» Problem description: Exact copies of the line with "let mut engine: Engine<ScriptedTransport>" and of all lines after it through the end of the entries are required, and no other lines.

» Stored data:

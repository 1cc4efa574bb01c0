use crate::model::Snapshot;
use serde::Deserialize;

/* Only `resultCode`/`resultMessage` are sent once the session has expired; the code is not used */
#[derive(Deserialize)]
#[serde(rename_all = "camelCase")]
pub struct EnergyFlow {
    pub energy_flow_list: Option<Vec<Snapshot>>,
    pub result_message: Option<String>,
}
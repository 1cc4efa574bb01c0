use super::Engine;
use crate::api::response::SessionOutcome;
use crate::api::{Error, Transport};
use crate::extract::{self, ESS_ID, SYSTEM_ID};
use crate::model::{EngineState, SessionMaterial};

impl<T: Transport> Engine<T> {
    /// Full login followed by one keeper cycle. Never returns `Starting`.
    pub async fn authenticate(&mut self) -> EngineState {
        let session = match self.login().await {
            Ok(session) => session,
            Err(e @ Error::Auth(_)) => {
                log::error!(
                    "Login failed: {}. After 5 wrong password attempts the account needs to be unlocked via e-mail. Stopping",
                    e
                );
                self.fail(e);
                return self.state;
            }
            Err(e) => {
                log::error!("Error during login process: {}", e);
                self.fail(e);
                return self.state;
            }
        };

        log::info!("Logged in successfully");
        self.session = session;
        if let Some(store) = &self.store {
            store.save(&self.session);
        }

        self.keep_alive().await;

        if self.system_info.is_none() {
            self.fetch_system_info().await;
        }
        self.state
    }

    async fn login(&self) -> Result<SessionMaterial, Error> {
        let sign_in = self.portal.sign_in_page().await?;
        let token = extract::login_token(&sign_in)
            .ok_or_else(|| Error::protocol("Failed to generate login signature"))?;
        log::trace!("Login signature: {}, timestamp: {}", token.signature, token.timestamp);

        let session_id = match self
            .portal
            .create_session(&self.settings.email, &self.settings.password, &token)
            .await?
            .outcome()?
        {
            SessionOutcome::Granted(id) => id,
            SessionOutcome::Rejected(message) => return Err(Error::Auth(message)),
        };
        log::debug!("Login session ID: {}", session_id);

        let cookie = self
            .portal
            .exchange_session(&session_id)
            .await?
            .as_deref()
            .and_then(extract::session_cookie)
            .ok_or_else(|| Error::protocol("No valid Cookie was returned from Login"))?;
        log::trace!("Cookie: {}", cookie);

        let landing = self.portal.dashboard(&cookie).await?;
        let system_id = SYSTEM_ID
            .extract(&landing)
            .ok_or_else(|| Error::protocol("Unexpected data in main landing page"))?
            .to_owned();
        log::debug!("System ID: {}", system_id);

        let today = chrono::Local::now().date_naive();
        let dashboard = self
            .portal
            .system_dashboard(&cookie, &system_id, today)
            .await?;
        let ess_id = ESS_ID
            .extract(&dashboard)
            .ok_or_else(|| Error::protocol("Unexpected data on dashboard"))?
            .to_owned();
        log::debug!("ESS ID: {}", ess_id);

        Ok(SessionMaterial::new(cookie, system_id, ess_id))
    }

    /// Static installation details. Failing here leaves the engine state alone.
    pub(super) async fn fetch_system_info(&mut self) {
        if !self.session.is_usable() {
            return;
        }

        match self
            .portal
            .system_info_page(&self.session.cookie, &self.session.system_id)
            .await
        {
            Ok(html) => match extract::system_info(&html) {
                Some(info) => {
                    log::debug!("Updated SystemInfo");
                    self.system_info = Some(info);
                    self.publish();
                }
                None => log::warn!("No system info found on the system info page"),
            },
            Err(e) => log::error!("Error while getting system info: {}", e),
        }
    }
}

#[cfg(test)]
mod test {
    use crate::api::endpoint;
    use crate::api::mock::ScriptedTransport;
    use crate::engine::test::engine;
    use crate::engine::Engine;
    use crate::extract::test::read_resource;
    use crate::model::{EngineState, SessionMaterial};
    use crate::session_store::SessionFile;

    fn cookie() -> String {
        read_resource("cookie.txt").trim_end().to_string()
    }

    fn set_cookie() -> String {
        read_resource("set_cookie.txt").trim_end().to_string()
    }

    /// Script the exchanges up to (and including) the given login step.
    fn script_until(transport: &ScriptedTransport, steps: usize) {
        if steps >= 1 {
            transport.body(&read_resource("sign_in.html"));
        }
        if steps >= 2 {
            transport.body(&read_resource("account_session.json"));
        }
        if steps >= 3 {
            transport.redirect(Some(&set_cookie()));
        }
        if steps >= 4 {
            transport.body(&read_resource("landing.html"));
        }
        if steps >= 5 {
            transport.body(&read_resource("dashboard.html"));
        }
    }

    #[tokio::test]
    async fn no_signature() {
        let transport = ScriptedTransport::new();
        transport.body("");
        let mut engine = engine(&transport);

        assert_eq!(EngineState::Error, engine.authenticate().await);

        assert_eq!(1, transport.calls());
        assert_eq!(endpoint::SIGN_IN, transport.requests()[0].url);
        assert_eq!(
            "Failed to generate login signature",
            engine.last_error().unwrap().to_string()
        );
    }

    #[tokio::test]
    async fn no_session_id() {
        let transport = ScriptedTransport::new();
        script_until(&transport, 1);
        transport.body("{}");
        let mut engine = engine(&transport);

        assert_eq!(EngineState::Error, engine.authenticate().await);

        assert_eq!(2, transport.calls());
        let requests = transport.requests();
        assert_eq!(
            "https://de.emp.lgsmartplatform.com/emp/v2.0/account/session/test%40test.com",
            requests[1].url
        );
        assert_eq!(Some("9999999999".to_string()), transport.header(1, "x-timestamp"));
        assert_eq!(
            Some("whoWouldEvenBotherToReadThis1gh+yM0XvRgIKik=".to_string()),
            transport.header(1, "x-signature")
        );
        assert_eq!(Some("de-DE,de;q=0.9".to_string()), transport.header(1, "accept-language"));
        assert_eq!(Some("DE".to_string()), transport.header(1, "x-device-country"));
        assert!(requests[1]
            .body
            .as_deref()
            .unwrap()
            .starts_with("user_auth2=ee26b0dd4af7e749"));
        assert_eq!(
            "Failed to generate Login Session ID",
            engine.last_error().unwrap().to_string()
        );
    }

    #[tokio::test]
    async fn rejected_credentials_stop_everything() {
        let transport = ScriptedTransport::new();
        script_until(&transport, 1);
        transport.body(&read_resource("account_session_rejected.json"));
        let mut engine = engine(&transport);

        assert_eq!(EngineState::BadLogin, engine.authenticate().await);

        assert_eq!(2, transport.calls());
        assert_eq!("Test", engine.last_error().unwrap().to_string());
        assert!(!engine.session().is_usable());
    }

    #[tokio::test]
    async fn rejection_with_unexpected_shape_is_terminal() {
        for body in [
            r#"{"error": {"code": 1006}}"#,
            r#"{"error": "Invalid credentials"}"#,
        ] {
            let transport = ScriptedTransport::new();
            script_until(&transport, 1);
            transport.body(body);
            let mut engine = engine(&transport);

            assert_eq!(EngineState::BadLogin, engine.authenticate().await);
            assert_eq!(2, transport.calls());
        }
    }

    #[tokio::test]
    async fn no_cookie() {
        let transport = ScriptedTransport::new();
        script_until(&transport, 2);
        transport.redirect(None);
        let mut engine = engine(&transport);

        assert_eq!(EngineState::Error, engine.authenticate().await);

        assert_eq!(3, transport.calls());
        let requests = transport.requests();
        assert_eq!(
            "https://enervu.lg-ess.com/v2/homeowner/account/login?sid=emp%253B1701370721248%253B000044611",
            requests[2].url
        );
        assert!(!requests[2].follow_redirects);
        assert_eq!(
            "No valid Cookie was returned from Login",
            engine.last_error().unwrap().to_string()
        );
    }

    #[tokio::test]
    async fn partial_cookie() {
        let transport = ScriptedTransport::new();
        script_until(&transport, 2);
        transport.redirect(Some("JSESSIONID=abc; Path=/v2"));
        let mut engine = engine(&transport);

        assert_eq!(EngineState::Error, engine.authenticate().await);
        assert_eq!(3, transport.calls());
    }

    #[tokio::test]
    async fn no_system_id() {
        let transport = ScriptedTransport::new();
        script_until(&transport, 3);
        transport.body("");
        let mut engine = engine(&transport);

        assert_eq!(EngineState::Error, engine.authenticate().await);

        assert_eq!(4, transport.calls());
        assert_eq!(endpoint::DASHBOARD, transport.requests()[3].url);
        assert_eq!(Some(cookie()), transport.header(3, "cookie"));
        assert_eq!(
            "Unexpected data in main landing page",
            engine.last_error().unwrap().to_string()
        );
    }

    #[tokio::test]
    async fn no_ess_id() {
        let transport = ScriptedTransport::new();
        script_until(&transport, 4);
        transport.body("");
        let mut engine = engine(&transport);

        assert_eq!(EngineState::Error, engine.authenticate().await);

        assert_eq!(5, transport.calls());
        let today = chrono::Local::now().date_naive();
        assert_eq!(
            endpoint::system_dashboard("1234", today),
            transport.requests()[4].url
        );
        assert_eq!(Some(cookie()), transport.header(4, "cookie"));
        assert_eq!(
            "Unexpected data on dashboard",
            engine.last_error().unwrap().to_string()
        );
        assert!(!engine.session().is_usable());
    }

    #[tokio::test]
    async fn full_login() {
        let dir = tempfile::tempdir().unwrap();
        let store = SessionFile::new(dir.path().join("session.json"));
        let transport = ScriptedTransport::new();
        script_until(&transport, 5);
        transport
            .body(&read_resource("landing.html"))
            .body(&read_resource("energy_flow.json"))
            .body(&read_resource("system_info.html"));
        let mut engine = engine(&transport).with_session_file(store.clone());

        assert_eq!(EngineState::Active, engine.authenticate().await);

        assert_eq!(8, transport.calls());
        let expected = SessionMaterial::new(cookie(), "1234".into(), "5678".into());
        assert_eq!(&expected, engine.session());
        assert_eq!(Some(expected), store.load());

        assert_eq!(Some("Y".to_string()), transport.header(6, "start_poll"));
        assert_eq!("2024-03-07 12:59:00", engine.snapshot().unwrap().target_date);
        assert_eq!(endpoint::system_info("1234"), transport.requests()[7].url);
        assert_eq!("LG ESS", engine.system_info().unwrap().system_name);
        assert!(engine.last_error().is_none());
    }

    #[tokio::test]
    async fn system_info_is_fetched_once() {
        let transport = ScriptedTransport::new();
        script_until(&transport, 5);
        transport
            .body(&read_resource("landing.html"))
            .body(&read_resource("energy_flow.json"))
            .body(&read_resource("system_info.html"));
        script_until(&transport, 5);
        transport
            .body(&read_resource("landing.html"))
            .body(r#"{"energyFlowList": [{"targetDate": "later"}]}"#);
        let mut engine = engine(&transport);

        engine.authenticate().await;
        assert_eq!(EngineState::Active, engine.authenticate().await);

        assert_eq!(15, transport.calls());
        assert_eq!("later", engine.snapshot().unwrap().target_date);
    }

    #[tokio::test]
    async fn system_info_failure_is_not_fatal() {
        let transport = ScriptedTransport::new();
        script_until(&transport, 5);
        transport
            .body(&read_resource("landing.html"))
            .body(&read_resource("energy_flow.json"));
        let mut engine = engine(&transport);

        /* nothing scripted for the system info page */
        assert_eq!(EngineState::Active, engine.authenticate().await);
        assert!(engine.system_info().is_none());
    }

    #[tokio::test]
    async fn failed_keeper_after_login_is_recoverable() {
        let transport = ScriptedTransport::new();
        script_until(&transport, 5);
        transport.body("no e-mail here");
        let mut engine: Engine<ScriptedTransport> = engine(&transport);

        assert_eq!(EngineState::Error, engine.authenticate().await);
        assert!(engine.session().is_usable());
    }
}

» The completed task:
        let mut engine: Engine<ScriptedTransport> = engine(&transport);

        assert_eq!(EngineState::Error, engine.authenticate().await);
        assert!(engine.session().is_usable());
    }
}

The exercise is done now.